Neil Alden Armstrong (August 5, 1930 – August 25, 2012) was an American astronaut and the first person to walk on the Moon. He was also an aerospace engineer, naval aviator, test pilot, and university professor. Before becoming an astronaut, Armstrong was an officer in the U.S. Navy and served in the Korean War. After the war, he earned his bachelor's degree at Purdue University and served as a test pilot at the National Advisory Committee for Aeronautics (NACA) High-Speed Flight Station, where he logged over 900 flights. He later completed graduate studies at the University of Southern California.
A participant in the U.S. Air Force's Man in Space Soonest and X-20 Dyna-Soar human spaceflight programs, Armstrong joined the NASA Astronaut Corps in 1962. He made his first space flight as command pilot of Gemini 8 in March 1966, becoming NASA's first civilian astronaut to fly in space.

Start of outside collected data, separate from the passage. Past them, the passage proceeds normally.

// Sources for player values and league rosters.
//
// The binary talks to FantasyCalc and Sleeper over HTTP, or reads values from
// a local CSV. Every remote call goes through `with_retry`.

pub mod fantasycalc;
pub mod sleeper;

pub use fantasycalc::FantasyCalcClient;
pub use sleeper::{SleeperClient, SleeperRoster, SleeperUser};

use async_trait::async_trait;
use serde::de::DeserializeOwned;
use std::future::Future;
use std::path::PathBuf;
use std::time::Duration;
use tracing::warn;
use winwin_core::config::SourcesConfig;
use winwin_core::valuation::PlayerValue;

use crate::values::load_values;

// ---------------------------------------------------------------------------
// Error type
// ---------------------------------------------------------------------------

#[derive(Debug, thiserror::Error)]
pub enum FetchError {
    #[error("request to {url} failed: {source}")]
    Http { url: String, source: reqwest::Error },

    #[error("{url} returned HTTP {status}")]
    Status {
        url: String,
        status: reqwest::StatusCode,
    },

    #[error("unexpected response from {url}: {message}")]
    Decode { url: String, message: String },

    #[error("{what} failed after {attempts} attempts: {last}")]
    Exhausted {
        what: String,
        attempts: u32,
        last: Box<FetchError>,
    },
}

impl FetchError {
    /// Transport failures and error statuses are worth another attempt; a
    /// response we cannot make sense of is not.
    fn is_retryable(&self) -> bool {
        matches!(self, FetchError::Http { .. } | FetchError::Status { .. })
    }
}

// ---------------------------------------------------------------------------
// Retry with linear backoff
// ---------------------------------------------------------------------------

#[derive(Debug, Clone, PartialEq)]
pub struct RetryPolicy {
    pub attempts: u32,
    pub delay: Duration,
}

impl RetryPolicy {
    pub fn from_config(sources: &SourcesConfig) -> Self {
        RetryPolicy {
            attempts: sources.max_retries,
            delay: Duration::from_millis(sources.retry_delay_ms),
        }
    }

    /// Sleep before attempt `attempt + 1`.
    fn backoff(&self, attempt: u32) -> Duration {
        self.delay * attempt
    }
}

/// Run `op` until it succeeds, fails with a non-retryable error, or the
/// attempts run out.
pub async fn with_retry<T, F, Fut>(what: &str, policy: &RetryPolicy, mut op: F) -> Result<T, FetchError>
where
    F: FnMut() -> Fut,
    Fut: Future<Output = Result<T, FetchError>>,
{
    let attempts = policy.attempts.max(1);
    let mut attempt = 1;
    loop {
        match op().await {
            Ok(value) => return Ok(value),
            Err(e) if !e.is_retryable() => return Err(e),
            Err(e) => {
                warn!("{} attempt {}/{} failed: {}", what, attempt, attempts, e);
                if attempt >= attempts {
                    return Err(FetchError::Exhausted {
                        what: what.to_string(),
                        attempts,
                        last: Box::new(e),
                    });
                }
                tokio::time::sleep(policy.backoff(attempt)).await;
                attempt += 1;
            }
        }
    }
}

// ---------------------------------------------------------------------------
// HTTP helpers
// ---------------------------------------------------------------------------

/// Shared client with the configured per-request timeout.
pub fn http_client(sources: &SourcesConfig) -> reqwest::Result<reqwest::Client> {
    reqwest::Client::builder()
        .timeout(Duration::from_secs(sources.request_timeout_secs))
        .build()
}

pub(crate) async fn get_json<T: DeserializeOwned>(
    client: &reqwest::Client,
    url: &str,
    query: &[(&str, String)],
) -> Result<T, FetchError> {
    let resp = client
        .get(url)
        .query(query)
        .send()
        .await
        .map_err(|e| FetchError::Http {
            url: url.to_string(),
            source: e,
        })?;

    let status = resp.status();
    if !status.is_success() {
        return Err(FetchError::Status {
            url: url.to_string(),
            status,
        });
    }

    let body = resp.text().await.map_err(|e| FetchError::Http {
        url: url.to_string(),
        source: e,
    })?;
    serde_json::from_str(&body).map_err(|e| FetchError::Decode {
        url: url.to_string(),
        message: e.to_string(),
    })
}

// ---------------------------------------------------------------------------
// Source traits
// ---------------------------------------------------------------------------

/// Where this week's player values come from.
#[async_trait]
pub trait ValueSource: Send + Sync {
    async fn player_values(&self) -> anyhow::Result<Vec<PlayerValue>>;
}

/// Where league rosters and owners come from.
#[async_trait]
pub trait LeagueSource: Send + Sync {
    async fn rosters(&self, league_id: &str) -> anyhow::Result<Vec<SleeperRoster>>;
    async fn users(&self, league_id: &str) -> anyhow::Result<Vec<SleeperUser>>;
}

/// Values read from a local CSV instead of FantasyCalc.
#[derive(Debug, Clone)]
pub struct CsvValues {
    path: PathBuf,
}

impl CsvValues {
    pub fn new(path: impl Into<PathBuf>) -> Self {
        CsvValues { path: path.into() }
    }
}

#[async_trait]
impl ValueSource for CsvValues {
    async fn player_values(&self) -> anyhow::Result<Vec<PlayerValue>> {
        Ok(load_values(&self.path)?)
    }
}

#[cfg(test)]
mod tests {
    use super::*;
    use std::sync::atomic::{AtomicU32, Ordering};

    fn status_error() -> FetchError {
        FetchError::Status {
            url: "http://test".into(),
            status: reqwest::StatusCode::SERVICE_UNAVAILABLE,
        }
    }

    fn policy(attempts: u32, delay_ms: u64) -> RetryPolicy {
        RetryPolicy {
            attempts,
            delay: Duration::from_millis(delay_ms),
        }
    }

    // -- with_retry --

    #[tokio::test(start_paused = true)]
    async fn succeeds_after_transient_failures() {
        let counter = AtomicU32::new(0);
        let calls = &counter;
        let start = tokio::time::Instant::now();

        let result = with_retry("test", &policy(3, 1000), move || async move {
            if calls.fetch_add(1, Ordering::SeqCst) < 2 {
                Err(status_error())
            } else {
                Ok(42)
            }
        })
        .await;

        assert_eq!(result.unwrap(), 42);
        assert_eq!(calls.load(Ordering::SeqCst), 3);
        // 1s after the first failure, 2s after the second.
        let elapsed = start.elapsed();
        assert!(elapsed >= Duration::from_millis(3000) && elapsed < Duration::from_millis(3100));
    }

    #[tokio::test(start_paused = true)]
    async fn exhaustion_reports_attempts_and_last_error() {
        let counter = AtomicU32::new(0);
        let calls = &counter;
        let result: Result<(), _> = with_retry("values", &policy(3, 10), move || async move {
            calls.fetch_add(1, Ordering::SeqCst);
            Err(status_error())
        })
        .await;

        assert_eq!(calls.load(Ordering::SeqCst), 3);
        match result.unwrap_err() {
            FetchError::Exhausted { what, attempts, last } => {
                assert_eq!(what, "values");
                assert_eq!(attempts, 3);
                assert!(matches!(*last, FetchError::Status { .. }));
            }
            other => panic!("expected Exhausted, got {other:?}"),
        }
    }

    #[tokio::test(start_paused = true)]
    async fn decode_errors_are_not_retried() {
        let counter = AtomicU32::new(0);
        let calls = &counter;
        let result: Result<(), _> = with_retry("users", &policy(5, 10), move || async move {
            calls.fetch_add(1, Ordering::SeqCst);
            Err(FetchError::Decode {
                url: "http://test".into(),
                message: "expected a list".into(),
            })
        })
        .await;

        assert_eq!(calls.load(Ordering::SeqCst), 1);
        assert!(matches!(result.unwrap_err(), FetchError::Decode { .. }));
    }

    #[tokio::test(start_paused = true)]
    async fn zero_attempts_still_tries_once() {
        let counter = AtomicU32::new(0);
        let calls = &counter;
        let _ = with_retry("rosters", &policy(0, 10), move || async move {
            calls.fetch_add(1, Ordering::SeqCst);
            Err::<(), _>(status_error())
        })
        .await;
        assert_eq!(calls.load(Ordering::SeqCst), 1);
    }

    #[test]
    fn policy_follows_config() {
        let p = RetryPolicy::from_config(&SourcesConfig::default());
        assert_eq!(p.attempts, 3);
        assert_eq!(p.delay, Duration::from_millis(1000));
        assert_eq!(p.backoff(2), Duration::from_millis(2000));
    }

    // -- CsvValues --

    #[tokio::test]
    async fn csv_source_surfaces_load_errors() {
        let source = CsvValues::new("/nonexistent/values.csv");
        let err = source.player_values().await.unwrap_err();
        assert!(err.to_string().contains("/nonexistent/values.csv"));
    }
}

He performed the first docking of two spacecraft, with pilot David Scott. This mission was aborted after Armstrong used some of his reentry control fuel to prevent a dangerous spin caused by a stuck thruster, in the first in-flight space emergency.
Armstrong's second and last spaceflight was as commander of Apollo 11, the first manned Moon landing mission in July 1969. Armstrong and Lunar Module pilot Buzz Aldrin descended to the lunar surface and spent two and a half hours outside the spacecraft, while Michael Collins remained in lunar orbit in the Command/Service Module. Along with Collins and Aldrin, Armstrong was awarded the Presidential Medal of Freedom by President Richard Nixon. President Jimmy Carter presented Armstrong the Congressional Space Medal of Honor in 1978. Armstrong and his former crewmates received the Congressional Gold Medal in 2009.
Armstrong died in Cincinnati, Ohio, on August 25, 2012, at the age of 82, after complications from coronary artery bypass surgery.